Pour Napoleón Pacheco, l’avenir s’annonce sombre. « Une période de sang, de sueur et de larmes s’annonce », prévient-il, évoquant les sacrifices que les Boliviens devront consentir. Pourtant, pour beaucoup, le statu quo n’est plus tenable. La question reste : les électeurs opteront-ils pour un changement radical, ou chercheront-ils à préserver les acquis sociaux, au risque de prolonger la crise ?
Les Défis d’une Transition
La Bolivie se trouve à un carrefour. Les défis économiques, sociaux et politiques qui se posent exigent des solutions audacieuses, mais les marges de manœuvre sont limitées. Les réserves de dollars sont au plus bas, les exportations de gaz ne suffisent plus à renflouer les caisses, et la confiance envers les institutions s’effrite.
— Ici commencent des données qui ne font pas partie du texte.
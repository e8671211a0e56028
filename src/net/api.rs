//! Backend HTTP client for auth and pass-through data endpoints.
//!
//! ERROR HANDLING
//! ==============
//! Every call distinguishes a backend that answered "no" (`Rejected`) from a
//! backend that could not be reached (`Transport`). The route guard logs out
//! on the first and keeps the session on the second, so the split must stay
//! exact: a non-2xx status is always `Rejected`, never `Transport`.

#[cfg(test)]
#[path = "api_test.rs"]
mod api_test;

use std::time::Duration;

use serde::Serialize;
use serde::de::DeserializeOwned;
use serde_json::Value;

use super::types::{AuthResponse, Credentials, Registration, UserProfile, VerifyResponse};

pub const VERIFY_TOKEN_PATH: &str = "/api/auth/verify-token";
pub const LOGIN_PATH: &str = "/api/auth/login";
pub const REGISTER_PATH: &str = "/api/auth/register";

// =============================================================================
// ERROR
// =============================================================================

/// Errors produced by backend calls.
#[derive(Debug, thiserror::Error)]
pub enum ApiError {
    /// The backend answered with a non-success status.
    #[error("backend rejected request: status {status}")]
    Rejected { status: u16, body: String },

    /// The request never produced a response (DNS, refused, timeout, TLS).
    #[error("backend unreachable: {0}")]
    Transport(String),

    /// The response body did not match the expected shape.
    #[error("backend response parse failed: {0}")]
    Decode(String),

    /// The underlying HTTP client could not be constructed.
    #[error("HTTP client build failed: {0}")]
    HttpClientBuild(String),
}

impl ApiError {
    /// True when the backend explicitly refused the credentials or token.
    #[must_use]
    pub fn is_rejection(&self) -> bool {
        matches!(self, Self::Rejected { .. })
    }

    /// True for failures a later attempt could plausibly get past.
    #[must_use]
    pub fn retryable(&self) -> bool {
        matches!(self, Self::Transport(_) | Self::Rejected { status: 429 | 500..=599, .. })
    }
}

// =============================================================================
// AUTH API TRAIT
// =============================================================================

/// Auth operations against the backend. Enables mocking in tests.
#[async_trait::async_trait]
pub trait AuthApi: Send + Sync {
    /// Validate `token` and return the user it belongs to.
    ///
    /// # Errors
    ///
    /// `Rejected` when the backend refuses the token, `Transport` when it
    /// cannot be reached, `Decode` when the body is malformed.
    async fn verify_token(&self, token: &str) -> Result<UserProfile, ApiError>;

    /// Exchange email and password for a session token.
    ///
    /// # Errors
    ///
    /// Same taxonomy as [`AuthApi::verify_token`].
    async fn login(&self, credentials: &Credentials) -> Result<AuthResponse, ApiError>;

    /// Create an account and return its first session token.
    ///
    /// # Errors
    ///
    /// Same taxonomy as [`AuthApi::verify_token`].
    async fn register(&self, registration: &Registration) -> Result<AuthResponse, ApiError>;

    /// Authenticated `GET` of a pass-through data endpoint.
    ///
    /// # Errors
    ///
    /// Same taxonomy as [`AuthApi::verify_token`].
    async fn fetch_json(&self, path: &str, token: &str) -> Result<Value, ApiError>;
}

// =============================================================================
// HTTP BACKEND
// =============================================================================

#[derive(Debug, Clone, Copy, PartialEq, Eq)]
pub struct HttpTimeouts {
    pub request_secs: u64,
    pub connect_secs: u64,
}

/// `reqwest`-backed [`AuthApi`].
pub struct HttpBackend {
    http: reqwest::Client,
    base_url: String,
}

impl HttpBackend {
    /// Build a client rooted at `base_url`.
    ///
    /// # Errors
    ///
    /// Returns `HttpClientBuild` if the TLS backend cannot be initialized.
    pub fn new(base_url: &str, timeouts: HttpTimeouts) -> Result<Self, ApiError> {
        let http = reqwest::Client::builder()
            .timeout(Duration::from_secs(timeouts.request_secs))
            .connect_timeout(Duration::from_secs(timeouts.connect_secs))
            .build()
            .map_err(|e| ApiError::HttpClientBuild(e.to_string()))?;
        Ok(Self { http, base_url: base_url.trim_end_matches('/').to_owned() })
    }

    #[must_use]
    pub fn base_url(&self) -> &str {
        &self.base_url
    }

    fn url(&self, path: &str) -> String {
        endpoint_url(&self.base_url, path)
    }

    async fn post_json<B, T>(&self, path: &str, bearer: Option<&str>, body: &B) -> Result<T, ApiError>
    where
        B: Serialize + Sync + ?Sized,
        T: DeserializeOwned,
    {
        let mut request = self.http.post(self.url(path)).json(body);
        if let Some(token) = bearer {
            request = request.bearer_auth(token);
        }
        let text = send(request).await?;
        decode(&text)
    }
}

fn endpoint_url(base_url: &str, path: &str) -> String {
    if path.starts_with('/') {
        format!("{base_url}{path}")
    } else {
        format!("{base_url}/{path}")
    }
}

async fn send(request: reqwest::RequestBuilder) -> Result<String, ApiError> {
    let response = request
        .send()
        .await
        .map_err(|e| ApiError::Transport(e.to_string()))?;
    let status = response.status();
    let text = response
        .text()
        .await
        .map_err(|e| ApiError::Transport(e.to_string()))?;
    if !status.is_success() {
        return Err(ApiError::Rejected { status: status.as_u16(), body: text });
    }
    Ok(text)
}

fn decode<T: DeserializeOwned>(text: &str) -> Result<T, ApiError> {
    serde_json::from_str(text).map_err(|e| ApiError::Decode(e.to_string()))
}

#[async_trait::async_trait]
impl AuthApi for HttpBackend {
    async fn verify_token(&self, token: &str) -> Result<UserProfile, ApiError> {
        let body: VerifyResponse = self
            .post_json(VERIFY_TOKEN_PATH, Some(token), &serde_json::json!({}))
            .await?;
        tracing::debug!(user_id = %body.user.id, "token verified");
        Ok(body.user)
    }

    async fn login(&self, credentials: &Credentials) -> Result<AuthResponse, ApiError> {
        self.post_json(LOGIN_PATH, None, credentials).await
    }

    async fn register(&self, registration: &Registration) -> Result<AuthResponse, ApiError> {
        self.post_json(REGISTER_PATH, None, registration).await
    }

    async fn fetch_json(&self, path: &str, token: &str) -> Result<Value, ApiError> {
        let request = self.http.get(self.url(path)).bearer_auth(token);
        let text = send(request).await?;
        decode(&text)
    }
}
Les Boliviens, épuisés par les pénuries et l’inflation, placent leurs espoirs dans les élections, mais le chemin vers la stabilité reste incertain.
Les enjeux majeurs des élections :
- Stabilisation économique : Réduire l’inflation et relancer les exportations.
- Réduction des pénuries : Assurer l’approvisionnement en carburant et denrées.
- Confiance politique : Restaurer la crédibilité des institutions.
En attendant le verdict des urnes, les Boliviens continuent de faire face à un quotidien marqué par l’incertitude. Les files d’attente, les étals vides et les prix exorbitants rappellent chaque jour l’ampleur de la crise. Mais au-delà des chiffres et des statistiques, c’est l’espoir d’un avenir meilleur qui pousse les citoyens à se mobiliser pour ce scrutin historique.